Figure 3: Tim Walker, responsible for Vehicle Aerodynamics at Volvo Car Corporation, and the wind tunnel fan

The Solution
All these challenges have been tackled by Polestar Racing thanks to the modeFRONTIER software: complete and fast aerodynamic prediction models of the C30 OGR have been produced, based on few well-selected wind tunnel tests, to be used on-the-field by race engineers.
First, some meaningful experimental data are needed to “train” such predictive models. Having only a wind tunnel test session available, modeFRONTIER has been used to define a reduced but meaningful set of experiments out of the high number of possible car aerodynamic configurations to be tested. This can be achieved by varying simultaneously all the considered parameters, in the most diverse and uncorrelated way. This technique is known as “Design Of Experiments”, and here a “Factorial” sampling mechanism has been used: it allows to detect, for each output, the influence of each variable separately (main effects), and also their interactions.

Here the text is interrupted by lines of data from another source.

//! Typed views over register bytes.
//!
//! Register images arrive as plain byte slices: a segment buffer, or the
//! result of a cached read. These wrappers decode and encode the multi-byte
//! fields the drivers use (big-endian encoder counts, little-endian analog
//! and pulse values) without hand-written shifting at every call site.

#[macro_use]
mod macros;

/// Read-only view over register bytes.
#[derive(Clone, Copy)]
pub struct Registers<'a>(&'a [u8]);

impl<'a> Registers<'a> {
    pub fn new(bytes: &'a [u8]) -> Self {
        Self(bytes)
    }

    #[inline]
    fn bytes(&self) -> &[u8] {
        self.0
    }

    #[inline]
    pub fn len(&self) -> usize {
        self.0.len()
    }

    #[inline]
    pub fn is_empty(&self) -> bool {
        self.0.is_empty()
    }

    /// Byte at `offset`, or 0 when out of range.
    #[inline]
    pub fn u8_at(&self, offset: usize) -> u8 {
        self.0.get(offset).copied().unwrap_or(0)
    }

    register_getters!(u16, i16, u32, i32);
}

impl core::fmt::Debug for Registers<'_> {
    fn fmt(&self, f: &mut core::fmt::Formatter<'_>) -> core::fmt::Result {
        f.debug_struct("Registers").field("len", &self.0.len()).finish()
    }
}

/// Writable view over register bytes.
pub struct RegistersMut<'a>(&'a mut [u8]);

impl<'a> RegistersMut<'a> {
    pub fn new(bytes: &'a mut [u8]) -> Self {
        Self(bytes)
    }

    #[inline]
    fn bytes(&self) -> &[u8] {
        &*self.0
    }

    #[inline]
    pub fn len(&self) -> usize {
        self.0.len()
    }

    #[inline]
    pub fn is_empty(&self) -> bool {
        self.0.is_empty()
    }

    #[inline]
    pub fn u8_at(&self, offset: usize) -> u8 {
        self.0.get(offset).copied().unwrap_or(0)
    }

    /// # Panics
    /// Panics if `offset >= len()`.
    #[inline]
    pub fn set_u8_at(&mut self, offset: usize, value: u8) {
        self.0[offset] = value;
    }

    register_getters!(u16, i16, u32, i32);
    register_setters!(u16, i16, u32, i32);
}

impl core::fmt::Debug for RegistersMut<'_> {
    fn fmt(&self, f: &mut core::fmt::Formatter<'_>) -> core::fmt::Result {
        f.debug_struct("RegistersMut")
            .field("len", &self.0.len())
            .finish()
    }
}
//! The transport cache: the background polling task, its segment buffers,
//! and the physical links it drives.
//!
//! The synchronization core only talks to [`Transport`]; everything in this
//! module below that trait is one concrete way of providing it.

mod link;
mod polling;
mod segment;
mod sim;

use std::sync::Arc;

use crate::link::{
    config::LinkConfig,
    error::{LinkError, Result},
    helpers::{REGISTER_SPACE, range_span},
};

pub use link::{LinkFactory, PretendLink, RegisterLink};
pub use polling::{PollingTransport, PollingTransportBuilder};
pub use segment::{Segment, SegmentId};
pub use sim::{Firmware, SimulatedFactory, SimulatedLink};

/// Register range polled on every cycle.
///
/// Addresses below `start` (the device header) are only transferred on the
/// first cycle and after a write lands there.
#[derive(Debug, Clone, Copy, PartialEq, Eq)]
pub struct Window {
    pub start: u8,
    pub len: usize,
}

impl Window {
    pub const fn new(start: u8, len: usize) -> Self {
        Self { start, len }
    }

    /// One past the last polled address.
    pub const fn end(&self) -> usize {
        self.start as usize + self.len
    }

    /// Checks that `addr..addr+len` lies within the header and the window,
    /// the only bytes the main caches carry.
    pub fn check_range(&self, addr: u8, len: usize) -> Result<(usize, usize)> {
        let (start, end) = range_span::<REGISTER_SPACE>(addr, len)?;
        if end > self.end() {
            return Err(LinkError::OutOfBounds { addr, len });
        }
        Ok((start, end))
    }
}

/// Notifications fired by the polling task, always on its own thread.
///
/// `write_completed` covers every write staged before it fires; staging is
/// held off while it runs, so handlers must not stage writes themselves.
pub trait CycleEvents: Send + Sync {
    fn startup_complete(&self) {}
    fn read_completed(&self) {}
    fn write_completed(&self) {}
    fn shutdown_complete(&self) {}
}

/// Segmented register cache kept in sync with a device by a background task.
pub trait Transport: Send + Sync {
    /// Defines a segment with its own read and write buffers.
    fn create_segment(&self, id: SegmentId, base: u8, len: usize) -> Result<Arc<Segment>>;

    fn segment(&self, id: SegmentId) -> Result<Arc<Segment>>;

    /// Refresh the segment's read buffer on the next read cycle.
    fn queue_segment_read(&self, id: SegmentId) -> Result<()>;

    /// Transmit the segment's write buffer on the next write cycle.
    /// Ignored while writes are not accepted.
    fn queue_segment_write(&self, id: SegmentId) -> Result<()>;

    /// Bytes from the most recent read cycle. Only the header and the
    /// window are kept; other ranges are `OutOfBounds`.
    fn read(&self, addr: u8, len: usize) -> Result<Vec<u8>>;

    /// Stages bytes for the next write cycle. Ignored while writes are not
    /// accepted. Ranges past the window are `OutOfBounds`.
    fn write(&self, addr: u8, bytes: &[u8]) -> Result<()>;

    /// Bytes most recently staged for writing.
    fn read_from_write_cache(&self, addr: u8, len: usize) -> Result<Vec<u8>>;

    /// Skip physical reads (read cycles still complete) while set.
    fn suppress_reads(&self, suppress: bool);

    fn set_accepting_writes(&self, accepting: bool);

    /// Returns once nothing is left to write, or the task stopped.
    fn drain_pending_writes(&self);

    /// Stops the task and waits for it to finish. Idempotent.
    fn close(&self);

    fn is_running(&self) -> bool;
}

/// Everything a factory needs to start a transport for one controller.
pub struct OpenRequest<'a> {
    pub window: Window,
    pub config: &'a LinkConfig,
    pub events: Arc<dyn CycleEvents>,
}

/// Opens transports for arming, and for pretending when no device answers.
pub trait TransportFactory: Send + Sync {
    fn open(&self, request: OpenRequest<'_>) -> Result<Arc<dyn Transport>>;

    /// A transport whose device acknowledges every write and reads as zeros.
    fn open_pretend(&self, request: OpenRequest<'_>) -> Result<Arc<dyn Transport>> {
        let link = PretendLink::new(request.config.pretend_transaction_delay());
        let transport = PollingTransport::builder()
            .window(request.window)
            .link(link)
            .events(request.events)
            .poll_interval(request.config.poll_interval())
            .start()?;
        Ok(transport)
    }
}

impl<F: TransportFactory + ?Sized> TransportFactory for Arc<F> {
    fn open(&self, request: OpenRequest<'_>) -> Result<Arc<dyn Transport>> {
        (**self).open(request)
    }

    fn open_pretend(&self, request: OpenRequest<'_>) -> Result<Arc<dyn Transport>> {
        (**self).open_pretend(request)
    }
}
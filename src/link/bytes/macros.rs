/// Generates typed getters for one integer type, in both byte orders.
macro_rules! register_getters {
    ($($type:ty),+ $(,)?) => {
        $(
            paste::paste! {
                #[doc = "Decodes a little-endian `" $type "` starting at `offset`."]
                #[doc = ""]
                #[doc = "# Panics"]
                #[doc = "Panics if the value runs past the end of the bytes."]
                #[inline]
                pub fn [<$type _le_at>](&self, offset: usize) -> $type {
                    const SIZE: usize = core::mem::size_of::<$type>();
                    let mut raw = [0u8; SIZE];
                    raw.copy_from_slice(&self.bytes()[offset..offset + SIZE]);
                    <$type>::from_le_bytes(raw)
                }

                #[doc = "Decodes a big-endian `" $type "` starting at `offset`."]
                #[doc = ""]
                #[doc = "# Panics"]
                #[doc = "Panics if the value runs past the end of the bytes."]
                #[inline]
                pub fn [<$type _be_at>](&self, offset: usize) -> $type {
                    const SIZE: usize = core::mem::size_of::<$type>();
                    let mut raw = [0u8; SIZE];
                    raw.copy_from_slice(&self.bytes()[offset..offset + SIZE]);
                    <$type>::from_be_bytes(raw)
                }
            }
        )+
    };
}

/// Generates typed setters for one integer type, in both byte orders.
macro_rules! register_setters {
    ($($type:ty),+ $(,)?) => {
        $(
            paste::paste! {
                #[doc = "Encodes `value` as a little-endian `" $type "` starting at `offset`."]
                #[doc = ""]
                #[doc = "# Panics"]
                #[doc = "Panics if the value runs past the end of the bytes."]
                #[inline]
                pub fn [<set_ $type _le_at>](&mut self, offset: usize, value: $type) {
                    let raw = value.to_le_bytes();
                    self.0[offset..offset + raw.len()].copy_from_slice(&raw);
                }

                #[doc = "Encodes `value` as a big-endian `" $type "` starting at `offset`."]
                #[doc = ""]
                #[doc = "# Panics"]
                #[doc = "Panics if the value runs past the end of the bytes."]
                #[inline]
                pub fn [<set_ $type _be_at>](&mut self, offset: usize, value: $type) {
                    let raw = value.to_be_bytes();
                    self.0[offset..offset + raw.len()].copy_from_slice(&raw);
                }
            }
        )+
    };
}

Figure 4: Aerodynamic set-up parameters (input) adn aerodynamics forces (output) on the C30.

Therefore, only very few car aerodynamic set-up configurations have been tested in the wind tunnel, with a considerable budget and time-saving while achieving the requested quality of extracted information. For each car aerodynamic set-up configuration, the drag and down-force outputs have been measured, and data have been transferred back to modeFRONTIER to complete the data analysis. A model that describes each one of the outputs (drag and axle down-forces) as a function of the input parameters (ground clearance of the front and rear axles, angle of attack of the rear wing, etc.) at a given condition (car speed and direction, etc.), has been built by interpolating the available data. To do so, a set of state-of-the-art reliable interpolating techniques, known as “Response Surface Models”, are available in modeFRONTIER together with easy tools to judge their quality in terms of relative errors when used for forecasting. A reliable set of such models have been produced and then exported into MS Excel worksheets, thanks to the dedicated modeFRONTIER interface. They are now being used by the race engineers, to support them in finding the optimal set-up of their C30 OGR in real time at the track side.

Figure 5: Sketch of a Design Of Experiments in the space of the input variables: each bubble represents a particular combination of parameters to be tested

Figure 6: The predictive Response Surface Models of the lift/drag force ratio, trained over a set of available experimental data, plotted as a function of two of the considered input parameters (front and rear car height).